There’s a moment on the road out on the town, windows up, Phil Collins climbing towards that drum in “In the Air Tonight”, where cadillac optic The press car stops being and becomes a problem. The problem is that I didn’t want to give it back.
We had it for a week. By Sunday night I emailed Cadillac asking for a few more days, which I don’t usually do. Press debts are like footballers’ wives. They come, they go, you don’t learn to connect. I wanted to keep it going, and that’s what I’m always told.
I’ll get the bad news out of the way, because there is some, and pretending otherwise would just make me one of those reviewers who had canapés.
But first, the size. Because size is everything.
Curated news for men,
Sent to your inbox.
Join the DMARGE Newsletter – Be the first to receive the latest news and exclusive stories on style, travel, luxury, cars and watches. Straight to your inbox.
Related: Meet the luxury SUV that offers looks, comfort and performance at a great price
Size is confusing – neither big, nor small
The OPTIQ is Cadillac’s smallest and “cheapest” model, which in American terms means it’s still 4,823 mm long and almost two meters wide. In Australian terms, that makes it about the size of a wagon, and I mean that’s the highest praise I can say for a car.

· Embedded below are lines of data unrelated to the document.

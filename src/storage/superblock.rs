//! On-disk superblock.
//!
//! Block 0 of a volume is reserved; block 1 holds the superblock, which
//! describes the geometry every other subsystem is sized from: where the
//! redo-log region starts, how many blocks it spans, and where the data
//! region begins. It is read exactly once, at mount time.

use crate::storage::disk::{BlockDevice, BLOCK_SIZE};
use crate::storage::error::{StorageError, StorageResult};
use byteorder::{ByteOrder, LittleEndian};

/// Identifies a blocklog volume.
pub const SUPERBLOCK_MAGIC: u32 = 0x626c_6f67;

/// Block number the superblock lives at.
pub const SUPERBLOCK_BLOCK: u32 = 1;

#[derive(Debug, Clone, Copy, PartialEq, Eq)]
pub struct Superblock {
    pub magic: u32,
    /// Total size of the volume in blocks.
    pub total_blocks: u32,
    /// First block of the log region (the header block).
    pub log_start: u32,
    /// Length of the log region in blocks, header included.
    pub log_blocks: u32,
    /// First block of the data region.
    pub data_start: u32,
}

impl Superblock {
    /// Lay out a fresh volume: boot block, superblock, log region, data.
    pub fn for_geometry(total_blocks: u32, log_blocks: u32) -> StorageResult<Self> {
        let sb = Superblock {
            magic: SUPERBLOCK_MAGIC,
            total_blocks,
            log_start: SUPERBLOCK_BLOCK + 1,
            log_blocks,
            data_start: SUPERBLOCK_BLOCK + 1 + log_blocks,
        };
        sb.validate()?;
        Ok(sb)
    }

    fn validate(&self) -> StorageResult<()> {
        if self.magic != SUPERBLOCK_MAGIC {
            return Err(StorageError::BadMagic {
                expected: SUPERBLOCK_MAGIC,
                found: self.magic,
            });
        }
        if self.log_blocks < 2 {
            return Err(StorageError::BadGeometry(format!(
                "log region of {} blocks cannot hold a header and data",
                self.log_blocks
            )));
        }
        if self.log_start <= SUPERBLOCK_BLOCK {
            return Err(StorageError::BadGeometry(format!(
                "log region at block {} overlaps the superblock",
                self.log_start
            )));
        }
        if self.data_start != self.log_start + self.log_blocks {
            return Err(StorageError::BadGeometry(format!(
                "data region at block {} does not follow the log region",
                self.data_start
            )));
        }
        if self.data_start >= self.total_blocks {
            return Err(StorageError::BadGeometry(format!(
                "no data blocks: data region starts at {} of {}",
                self.data_start, self.total_blocks
            )));
        }
        Ok(())
    }

    /// Number of blocks in the data region.
    pub fn data_blocks(&self) -> u32 {
        self.total_blocks - self.data_start
    }

    pub fn encode(&self, buf: &mut [u8; BLOCK_SIZE]) {
        LittleEndian::write_u32(&mut buf[0..4], self.magic);
        LittleEndian::write_u32(&mut buf[4..8], self.total_blocks);
        LittleEndian::write_u32(&mut buf[8..12], self.log_start);
        LittleEndian::write_u32(&mut buf[12..16], self.log_blocks);
        LittleEndian::write_u32(&mut buf[16..20], self.data_start);
    }

    pub fn decode(buf: &[u8; BLOCK_SIZE]) -> StorageResult<Self> {
        let sb = Superblock {
            magic: LittleEndian::read_u32(&buf[0..4]),
            total_blocks: LittleEndian::read_u32(&buf[4..8]),
            log_start: LittleEndian::read_u32(&buf[8..12]),
            log_blocks: LittleEndian::read_u32(&buf[12..16]),
            data_start: LittleEndian::read_u32(&buf[16..20]),
        };
        sb.validate()?;
        Ok(sb)
    }

    /// Read and validate the superblock of a mounted device.
    pub fn read(device: &dyn BlockDevice) -> anyhow::Result<Self> {
        let mut buf = [0u8; BLOCK_SIZE];
        device.read_block(SUPERBLOCK_BLOCK, &mut buf)?;
        Ok(Self::decode(&buf)?)
    }

    /// Write the superblock to its fixed location.
    pub fn write(&self, device: &dyn BlockDevice) -> anyhow::Result<()> {
        let mut buf = [0u8; BLOCK_SIZE];
        self.encode(&mut buf);
        device.write_block(SUPERBLOCK_BLOCK, &buf)?;
        Ok(())
    }
}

It’s the footprint everyone says they want and no one actually builds it anymore. Long, low, planted. It sits in a parking spot as if it belongs in that place rather than hovering over the world. Cadillac’s own engineers say this “Baby Caddy,” Which is a bit rich for something this big, but the proportions are perfect in a way that huge three-row stuff never does around here.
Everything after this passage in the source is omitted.